INSTRUCTIONS TO FOLLOW:
Write the listing below again, word for word.

※ ※ ※

//! Keyword-in-context lines.

use crate::tokenize::Token;
use serde::Serialize;
use std::fmt;

/// A matched token with its clipped left and right neighbours.
#[derive(Debug, Clone, PartialEq, Eq, Serialize)]
pub struct KwicLine<'t> {
    pub left: Vec<&'t str>,
    pub keyword: &'t str,
    pub right: Vec<&'t str>,
}

impl<'t> KwicLine<'t> {
    /// Context for the token at `index`, or `None` if the index is out of range.
    pub fn new(index: usize, tokens: &[Token<'t>], window: usize) -> Option<Self> {
        let keyword = tokens.get(index)?.text;
        let left = &tokens[index.saturating_sub(window)..index];
        let right_end = index.saturating_add(1).saturating_add(window).min(tokens.len());
        let right = &tokens[index + 1..right_end];
        Some(Self {
            left: left.iter().map(|t| t.text).collect(),
            keyword,
            right: right.iter().map(|t| t.text).collect(),
        })
    }
}

impl fmt::Display for KwicLine<'_> {
    fn fmt(&self, f: &mut fmt::Formatter<'_>) -> fmt::Result {
        for word in &self.left {
            write!(f, "{word} ")?;
        }
        write!(f, "[{}]", self.keyword)?;
        for word in &self.right {
            write!(f, " {word}")?;
        }
        Ok(())
    }
}

/// Render the context line for the token at `index`.
///
/// Windows are clipped at the corpus edges. An out-of-range index yields
/// an empty string.
pub fn format_context(index: usize, tokens: &[Token<'_>], window: usize) -> String {
    KwicLine::new(index, tokens, window)
        .map(|line| line.to_string())
        .unwrap_or_default()
}
//! Python bindings for the search front-end.

use crate::config::SearchOptions;
use crate::error::SearchError;
use crate::{normalize, pattern, search};
use pyo3::prelude::*;
use std::path::Path;

fn to_py_err(e: SearchError) -> PyErr {
    match e {
        SearchError::SourceNotFound { .. } => {
            pyo3::exceptions::PyFileNotFoundError::new_err(e.to_string())
        }
        SearchError::Read { .. } | SearchError::Write { .. } | SearchError::Input(_) => {
            pyo3::exceptions::PyIOError::new_err(e.to_string())
        }
        _ => pyo3::exceptions::PyValueError::new_err(e.to_string()),
    }
}

fn options(match_whole_word: bool, apply_post_filters: bool, apply_qu_rule: bool) -> SearchOptions {
    SearchOptions::default()
        .whole_word(match_whole_word)
        .post_filters(apply_post_filters)
        .qu_rule(apply_qu_rule)
}

/// Search result returned to Python
#[pyclass]
#[derive(Clone)]
struct SearchOutcome {
    #[pyo3(get)]
    regex: String,
    #[pyo3(get)]
    matches: Vec<String>,
}

impl From<search::SearchResult> for SearchOutcome {
    fn from(r: search::SearchResult) -> Self {
        Self {
            regex: r.pattern,
            matches: r.matches,
        }
    }
}

/// Search corpus text for every graphematic variant of a query
#[pyfunction]
#[pyo3(signature = (query, corpus_text, match_whole_word=false, apply_post_filters=false, apply_qu_rule=false))]
fn search_corpus(
    query: String,
    corpus_text: String,
    match_whole_word: bool,
    apply_post_filters: bool,
    apply_qu_rule: bool,
) -> PyResult<SearchOutcome> {
    let opts = options(match_whole_word, apply_post_filters, apply_qu_rule);
    search::search(&query, &corpus_text, &opts)
        .map(SearchOutcome::from)
        .map_err(to_py_err)
}

/// Search a UTF-8 corpus file, reading it entirely in Rust
#[pyfunction]
#[pyo3(signature = (query, file_path, match_whole_word=false, apply_post_filters=false, apply_qu_rule=false))]
fn search_corpus_file(
    query: String,
    file_path: String,
    match_whole_word: bool,
    apply_post_filters: bool,
    apply_qu_rule: bool,
) -> PyResult<SearchOutcome> {
    let opts = options(match_whole_word, apply_post_filters, apply_qu_rule);
    search::search_file(&query, Path::new(&file_path), &opts)
        .map(SearchOutcome::from)
        .map_err(to_py_err)
}

/// Batch search: tokenises the corpus once, queries run in parallel
#[pyfunction]
#[pyo3(signature = (queries, corpus_text, match_whole_word=false, apply_post_filters=false, apply_qu_rule=false))]
fn search_corpus_batch(
    py: Python<'_>,
    queries: Vec<String>,
    corpus_text: String,
    match_whole_word: bool,
    apply_post_filters: bool,
    apply_qu_rule: bool,
) -> PyResult<Vec<SearchOutcome>> {
    let opts = options(match_whole_word, apply_post_filters, apply_qu_rule);
    let results = py.detach(|| search::search_batch(&queries, &corpus_text, &opts));
    results
        .into_iter()
        .map(|r| r.map(SearchOutcome::from).map_err(to_py_err))
        .collect()
}

/// Compiled pattern for a query, as regex source
#[pyfunction]
fn generate_regex(query: String) -> String {
    pattern::compile(&query).as_regex()
}

/// Strip diacritics from vowels only
#[pyfunction]
fn normalize_vowels(text: String) -> String {
    normalize::normalize_vowels(&text)
}

#[pymodule]
fn rust_grapheme_search(m: &Bound<'_, PyModule>) -> PyResult<()> {
    m.add_function(wrap_pyfunction!(search_corpus, m)?)?;
    m.add_function(wrap_pyfunction!(search_corpus_file, m)?)?;
    m.add_function(wrap_pyfunction!(search_corpus_batch, m)?)?;
    m.add_function(wrap_pyfunction!(generate_regex, m)?)?;
    m.add_function(wrap_pyfunction!(normalize_vowels, m)?)?;
    m.add_class::<SearchOutcome>()?;
    Ok(())
}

※ ※ ※

COMPLETED EXERCISE:
//! Keyword-in-context lines.

use crate::tokenize::Token;
use serde::Serialize;
use std::fmt;

/// A matched token with its clipped left and right neighbours.
#[derive(Debug, Clone, PartialEq, Eq, Serialize)]
pub struct KwicLine<'t> {
    pub left: Vec<&'t str>,
    pub keyword: &'t str,
    pub right: Vec<&'t str>,
}

impl<'t> KwicLine<'t> {
    /// Context for the token at `index`, or `None` if the index is out of range.
    pub fn new(index: usize, tokens: &[Token<'t>], window: usize) -> Option<Self> {
        let keyword = tokens.get(index)?.text;
        let left = &tokens[index.saturating_sub(window)..index];
        let right_end = index.saturating_add(1).saturating_add(window).min(tokens.len());
        let right = &tokens[index + 1..right_end];
        Some(Self {
            left: left.iter().map(|t| t.text).collect(),
            keyword,
            right: right.iter().map(|t| t.text).collect(),
        })
    }
}

impl fmt::Display for KwicLine<'_> {
    fn fmt(&self, f: &mut fmt::Formatter<'_>) -> fmt::Result {
        for word in &self.left {
            write!(f, "{word} ")?;
        }
        write!(f, "[{}]", self.keyword)?;
        for word in &self.right {
            write!(f, " {word}")?;
        }
        Ok(())
    }
}

/// Render the context line for the token at `index`.
///
/// Windows are clipped at the corpus edges. An out-of-range index yields
/// an empty string.
pub fn format_context(index: usize, tokens: &[Token<'_>], window: usize) -> String {
    KwicLine::new(index, tokens, window)
        .map(|line| line.to_string())
        .unwrap_or_default()
}
//! Python bindings for the search front-end.

use crate::config::SearchOptions;
use crate::error::SearchError;
use crate::{normalize, pattern, search};
use pyo3::prelude::*;
use std::path::Path;

fn to_py_err(e: SearchError) -> PyErr {
    match e {
        SearchError::SourceNotFound { .. } => {
            pyo3::exceptions::PyFileNotFoundError::new_err(e.to_string())
        }
        SearchError::Read { .. } | SearchError::Write { .. } | SearchError::Input(_) => {
            pyo3::exceptions::PyIOError::new_err(e.to_string())
        }
        _ => pyo3::exceptions::PyValueError::new_err(e.to_string()),
    }
}

fn options(match_whole_word: bool, apply_post_filters: bool, apply_qu_rule: bool) -> SearchOptions {
    SearchOptions::default()
        .whole_word(match_whole_word)
        .post_filters(apply_post_filters)
        .qu_rule(apply_qu_rule)
}

/// Search result returned to Python
#[pyclass]
#[derive(Clone)]
struct SearchOutcome {
    #[pyo3(get)]
    regex: String,
    #[pyo3(get)]
    matches: Vec<String>,
}

impl From<search::SearchResult> for SearchOutcome {
    fn from(r: search::SearchResult) -> Self {
        Self {
            regex: r.pattern,
            matches: r.matches,
        }
    }
}

/// Search corpus text for every graphematic variant of a query
#[pyfunction]
#[pyo3(signature = (query, corpus_text, match_whole_word=false, apply_post_filters=false, apply_qu_rule=false))]
fn search_corpus(
    query: String,
    corpus_text: String,
    match_whole_word: bool,
    apply_post_filters: bool,
    apply_qu_rule: bool,
) -> PyResult<SearchOutcome> {
    let opts = options(match_whole_word, apply_post_filters, apply_qu_rule);
    search::search(&query, &corpus_text, &opts)
        .map(SearchOutcome::from)
        .map_err(to_py_err)
}

/// Search a UTF-8 corpus file, reading it entirely in Rust
#[pyfunction]
#[pyo3(signature = (query, file_path, match_whole_word=false, apply_post_filters=false, apply_qu_rule=false))]
fn search_corpus_file(
    query: String,
    file_path: String,
    match_whole_word: bool,
    apply_post_filters: bool,
    apply_qu_rule: bool,
) -> PyResult<SearchOutcome> {
    let opts = options(match_whole_word, apply_post_filters, apply_qu_rule);
    search::search_file(&query, Path::new(&file_path), &opts)
        .map(SearchOutcome::from)
        .map_err(to_py_err)
}

/// Batch search: tokenises the corpus once, queries run in parallel
#[pyfunction]
#[pyo3(signature = (queries, corpus_text, match_whole_word=false, apply_post_filters=false, apply_qu_rule=false))]
fn search_corpus_batch(
    py: Python<'_>,
    queries: Vec<String>,
    corpus_text: String,
    match_whole_word: bool,
    apply_post_filters: bool,
    apply_qu_rule: bool,
) -> PyResult<Vec<SearchOutcome>> {
    let opts = options(match_whole_word, apply_post_filters, apply_qu_rule);
    let results = py.detach(|| search::search_batch(&queries, &corpus_text, &opts));
    results
        .into_iter()
        .map(|r| r.map(SearchOutcome::from).map_err(to_py_err))
        .collect()
}

/// Compiled pattern for a query, as regex source
#[pyfunction]
fn generate_regex(query: String) -> String {
    pattern::compile(&query).as_regex()
}

/// Strip diacritics from vowels only
#[pyfunction]
fn normalize_vowels(text: String) -> String {
    normalize::normalize_vowels(&text)
}

#[pymodule]
fn rust_grapheme_search(m: &Bound<'_, PyModule>) -> PyResult<()> {
    m.add_function(wrap_pyfunction!(search_corpus, m)?)?;
    m.add_function(wrap_pyfunction!(search_corpus_file, m)?)?;
    m.add_function(wrap_pyfunction!(search_corpus_batch, m)?)?;
    m.add_function(wrap_pyfunction!(generate_regex, m)?)?;
    m.add_function(wrap_pyfunction!(normalize_vowels, m)?)?;
    m.add_class::<SearchOutcome>()?;
    Ok(())
}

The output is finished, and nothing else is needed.